LA ROCHELLE UNIVERSITE – Frederic Bret, Directeur du Système d’Information, et Jean-Marc Ogier, Président du Conseil des personnels et des moyens de France Universités et Président de La Rochelle Université.
L’identification et l’évaluation des risques pour le système d’information de l’université sont des étapes cruciales dans le processus de gestion de la sécurité.
Ces étapes permettent de prendre conscience des menaces qui pèsent sur les systèmes, d’évaluer leur impact potentiel et de mettre en place des stratégies adéquates pour les atténuer.
Fin 2023, un audit interne a été effectué pour évaluer la maturité du SI et choisir les différentes actions à mener pour les prochaines années.
Cela passe par de la sensibilisation auprès des utilisateurs, à la cartographie de notre SI pour identifier les données sensibles jusqu’à la politique de gestion des vulnérabilités.
Dans le cadre de la gestion de la sécurité de notre Système d’Information (SI), nous avons mis en œuvre des mécanismes sophistiqués de surveillance et de protection. Ces mécanismes sont conçus pour détecter, prévenir et atténuer les risques liés aux activités malveillantes, qu’elles ciblent le réseau ou les comptes d’utilisateurs.
Des outils de surveillance du réseau sont en place pour analyser en temps réel le trafic entrant et sortant. Des alertes sont déclenchées en cas de détection d’anomalies, permettant ainsi une réponse rapide aux menaces potentielles.
Des mécanismes de gestion des identités et des accès sont en place pour assurer un contrôle strict sur les comptes des utilisateurs. Les journaux d’activité des utilisateurs sont surveillés pour détecter toute activité suspecte ou des tentatives de compromission des comptes.
Les informations sur les menaces actuelles sont continuellement mises à jour, permettant une adaptation rapide aux nouveaux vecteurs d’attaques et aux vulnérabilités émergentes.
En mettant en œuvre ces mécanismes, nous nous efforçons de maintenir un niveau élevé de sécurité pour notre SI. Cependant, la sécurité est un effort continu, et nous encourageons tous les utilisateurs à rester vigilants, à signaler toute activité suspecte et à suivre les meilleures pratiques de sécurité de l’information.
Depuis novembre 2018, La Rochelle Université fait partie d’un groupe de DPO et RSSI de l’ESR de Nouvelle Aquitaine (DRENAQ).
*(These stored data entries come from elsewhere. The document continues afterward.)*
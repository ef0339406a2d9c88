use std::sync::Arc;
use std::time::Duration;

use aerobook_core::repository::{AdminRepository, BookingRepository, FlightRepository, SessionStore};
use aerobook_store::app_config::{BookingRules, Config, SessionBackend};
use aerobook_store::{
    DbClient, MemorySessionStore, RedisSessionStore, SqliteAdminRepository,
    SqliteBookingRepository, SqliteFlightRepository,
};
use anyhow::Context;

#[derive(Clone)]
pub struct AuthConfig {
    pub secret: String,
    pub expiration: u64,
}

#[derive(Clone)]
pub struct AppState {
    pub flight_repo: Arc<dyn FlightRepository>,
    pub booking_repo: Arc<dyn BookingRepository>,
    pub admin_repo: Arc<dyn AdminRepository>,
    pub sessions: Arc<dyn SessionStore>,
    pub auth: AuthConfig,
    pub booking_rules: BookingRules,
}

impl AppState {
    /// Connects storage, applies migrations and picks the session backend.
    pub async fn from_config(config: &Config) -> anyhow::Result<Self> {
        let db = DbClient::new(&config.database.url, config.database.max_connections)
            .await
            .context("Failed to connect to database")?;
        db.migrate().await.context("Failed to run migrations")?;

        let ttl = config.session.ttl_seconds;
        let sessions: Arc<dyn SessionStore> = match config.session.backend {
            SessionBackend::Memory => Arc::new(MemorySessionStore::new(Duration::from_secs(ttl))),
            SessionBackend::Redis => {
                let url = config
                    .session
                    .redis_url
                    .as_deref()
                    .context("session.redis_url must be set for the redis backend")?;
                let store = RedisSessionStore::new(url, ttl).context("Invalid Redis URL")?;
                store.ping().await.context("Failed to connect to Redis")?;
                Arc::new(store)
            }
        };
        tracing::info!("Using {:?} session backend", config.session.backend);

        Ok(Self {
            flight_repo: Arc::new(SqliteFlightRepository::new(db.pool.clone())),
            booking_repo: Arc::new(SqliteBookingRepository::new(db.pool.clone())),
            admin_repo: Arc::new(SqliteAdminRepository::new(db.pool)),
            sessions,
            auth: AuthConfig {
                secret: config.auth.jwt_secret.clone(),
                expiration: config.auth.jwt_expiration_seconds,
            },
            booking_rules: config.booking.clone(),
        })
    }
}
use argon2::password_hash::rand_core::OsRng;
use argon2::password_hash::{PasswordHash, PasswordHasher, PasswordVerifier, SaltString};
use argon2::Argon2;
use serde::Deserialize;

use crate::{required, CoreError, CoreResult};

pub const MAX_USERNAME_LEN: usize = 32;

#[derive(Debug, Clone, PartialEq, Eq)]
pub struct AdminAccount {
    pub id: i64,
    pub username: String,
    /// argon2id PHC string.
    pub hash: String,
}

impl AdminAccount {
    pub fn verify(&self, password: &str) -> bool {
        verify_password(password, &self.hash)
    }
}

/// Username/password pair posted by the create-account and login forms.
#[derive(Clone, Default, Deserialize)]
#[serde(default)]
pub struct Credentials {
    pub username: String,
    pub password: String,
}

impl Credentials {
    /// Trimmed username; the password is taken as typed.
    pub fn validate(&self) -> CoreResult<(String, &str)> {
        let username = required("Username", &self.username)?;
        if username.chars().count() > MAX_USERNAME_LEN {
            return Err(CoreError::Validation(format!(
                "Username must be at most {} characters.",
                MAX_USERNAME_LEN
            )));
        }
        if self.password.is_empty() {
            return Err(CoreError::Validation("Password is required.".to_string()));
        }
        Ok((username, &self.password))
    }
}

pub fn hash_password(password: &str) -> CoreResult<String> {
    let salt = SaltString::generate(&mut OsRng);
    Argon2::default()
        .hash_password(password.as_bytes(), &salt)
        .map(|hash| hash.to_string())
        .map_err(|e| CoreError::Internal(format!("Password hashing failed: {}", e)))
}

pub fn verify_password(password: &str, hash: &str) -> bool {
    match PasswordHash::new(hash) {
        Ok(parsed) => Argon2::default()
            .verify_password(password.as_bytes(), &parsed)
            .is_ok(),
        Err(e) => {
            tracing::warn!("Stored password hash is unreadable: {}", e);
            false
        }
    }
}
Il a été constitué suite à une étude sur la maturité de la politique de sécurité des établissements membres de la ComUE d’Aquitaine : ces établissements membres devant faire face à des problèmes semblables doivent mettre en commun leurs forces pour produire leur Politique de Sécurité des Systèmes d’Information (PSSI) et mener des actions communes dans le respect de leur contexte propre.
À ce jour, le groupe DRENAQ est animé par les DPO et RSSI des établissements suivants : Université de Bordeaux, Université Bordeaux Montaigne, Université de Pau et des Pays de l’Adour, La Rochelle Université, Bordeaux Sciences Agro, Bordeaux INP et Sciences Po Bordeaux
Dans un environnement de plus en plus numérique, l’établissement fait face à la nécessité de sécuriser les activités essentielles tout en opérant dans des contraintes budgétaires strictes. La quête de solutions de sécurité efficaces et économiques conduit de plus en plus d’établissements à explorer des options open source.
En embrassant ces solutions, l’université peut réaliser des économies budgétaires tout en renforçant la sécurité des activités essentielles de leur établissement.